1.3 Market Failure Flashcards
1
Q
market failure
A
- when the free market fails to allocate scarce resources efficiently, causing a loss in social welfare
- there’s either under or over-provision of the good/service, so resources aren’t allocated efficiently
- can be positive (e.g. education) or negative (e.g. cigarettes) and on production or consumption
2
Q
types of market failure - externalities
A
- a cost/benefit to a third party not involved in the economic transaction (spillover effect)
- it leads to over/under production of goods, so resources aren’t allocated efficiently
3
Q
types of market failure - under-provision of public goods
A
- public goods are non-excludable and non-rival, so they’re under-provided by the free market due to the free-rider problem
- i.e. less opportunity for sellers to make economic profits from providing public goods
- e.g. streetlights
4
Q
types of market failure - information gaps
A
- information gaps distort market outcomes, resulting in market failure
- can occur due to imperfect knowledge (lack of knowledge) or asymmetric info (when one party has more info than the other)
5
Q
externalities
A
- an external impact (cost or benefit) on a third party not involved in the economic transaction;
- positive externality of consumption; consumption of electric vehicles reduce C02 emissions
- positive externality of production; the construction / operation of an airport will benefit local businesses because of the increased accessibility
- negative externality of consumption; consumption of alcohol increases antisocial behaviour
- negative externality of production; production of electricity increases air pollution
6
Q
private, external, and social costs
A
- private cost; cost to the individual, i.e. what the producer pays to sell and what the consumer pays to buy a good/service
- external cost (negative externality); the costs to a third party not involved in the economic activity
- social cost; full costs to society, i.e. private + external costs
7
Q
private, external, and social benefits
A
- private benefit; benefit to the individual, i.e. revenue gained for the producer and the satisfaction of consumption for the consumer
- external benefit (positive externality); the benefits to a third party not involved in the economic transaction
- social cost; full benefits to society, i.e. private + external benefits
8
Q
externalities diagrams
A
- shows MPB and MSB (benefit to individual and society of an extra unit consumed) on the demand curve
- shows MPC and MSC (cost to individual and society of an extra unit consumed) on the supply curve
- production externality; 2 supply curves
- consumption externality; 2 demand curves
- positive externality; shift outwards (right)

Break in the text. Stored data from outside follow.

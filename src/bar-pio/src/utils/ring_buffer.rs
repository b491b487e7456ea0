// Copyright 2025 Amazon.com, Inc. or its affiliates. All Rights Reserved.
// SPDX-License-Identifier: Apache-2.0

//! Fixed-capacity FIFO used for every bounded buffer in the pipeline: the
//! write-ingress queue, the read admission queue, the egress completion queue
//! and the per-port latency pipes. Single producer, single consumer; a full
//! buffer rejects the push and leaves the caller to apply its drop policy.

#[derive(Debug, Default, Clone)]
pub struct RingBuffer<T: std::fmt::Debug + Default + Clone> {
    items: Box<[T]>,
    start: usize,
    len: usize,
}

impl<T: std::fmt::Debug + Default + Clone> RingBuffer<T> {
    /// New buffer holding up to `capacity` items.
    pub fn with_capacity(capacity: usize) -> Self {
        Self {
            items: vec![T::default(); capacity].into_boxed_slice(),
            start: 0,
            len: 0,
        }
    }

    pub fn capacity(&self) -> usize {
        self.items.len()
    }

    pub fn len(&self) -> usize {
        self.len
    }

    /// Number of free slots.
    pub fn free_len(&self) -> usize {
        self.items.len() - self.len
    }

    pub fn is_empty(&self) -> bool {
        self.len == 0
    }

    pub fn is_full(&self) -> bool {
        self.len == self.items.len()
    }

    /// Push an item to the back of the ring. Returns `false` (and drops the
    /// item) if the ring is full.
    pub fn push(&mut self, item: T) -> bool {
        if self.is_full() {
            return false;
        }
        let index = (self.start + self.len) % self.items.len();
        self.items[index] = item;
        self.len += 1;
        true
    }

    /// Peek at the oldest item without removing it.
    pub fn front(&self) -> Option<&T> {
        if self.is_empty() {
            None
        } else {
            Some(&self.items[self.start])
        }
    }

    /// Remove and return the oldest item.
    pub fn pop_front(&mut self) -> Option<T> {
        if self.is_empty() {
            return None;
        }
        let item = std::mem::take(&mut self.items[self.start]);
        self.start = (self.start + 1) % self.items.len();
        self.len -= 1;
        Some(item)
    }

    /// Discard all buffered items. Capacity is unchanged.
    pub fn clear(&mut self) {
        self.start = 0;
        self.len = 0;
        self.items.iter_mut().for_each(|i| *i = T::default());
    }
}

- negative externality; shift inwards (left)
- welfare gain; above supply curve
- welfare loss; above demand curve
- free market equilibrium; MPB = MPC
- social optimum level; MSB = MSC
9
Q
negative production externality
A
- diagram 1
- supply shifts inwards to reduce welfare loss
- market is failing due to over-provision of the (demerit) good/service as the producers only consider private costs
- if external costs were considered, output would decrease to the social optimum level and price would rise
- e.g. noise pollution from airplanes, external costs of fertilisers and pesticides used in farming (e.g. soil contamination), etc.
10
Q
positive consumption externality
A
- diagram 2
- demand shifts outwards to increase welfare gain
- market is failing due to under-provision of the (merit) good/service as the consumers only consider private benefits
- if external benefits were considered, output would increase to the social optimum level and price would rise
- e.g. healthcare, education, etc.
11
Q
govt. intervention with externalities
A
- indirect taxes and subsidies; taxes can be put on goods with negative externalities and subsidies on goods with positive externalities, to help internalise the externalities, moving production closer to the social optimum level
- tradeable pollution permits; imposed on firms with negative externalities to limit their production of pollution
- provision of the good; when social benefits are very high, the govt. may provide the good through taxation, e.g. with education and healthcare
- provision of information; the govt. can help provide info to reduce information gaps, which are associated with some externalities, as it can help people acknowledge external costs
- regulation; this can limit consumption of goods with negative externalities, e.g. banning advertising of smoking
- however, it’s hard to quantify the externality and identify the social optimal level, so the govt. regulation may be ineffective if they under-estimate it
12
Q
impact of negative externalities on economic agents
A
- obesity; increased costs for NHS - £6billion a year
- alcohol; increased costs for NHS, as well as the police and council (due to the behaviour of drunkards - higher crime)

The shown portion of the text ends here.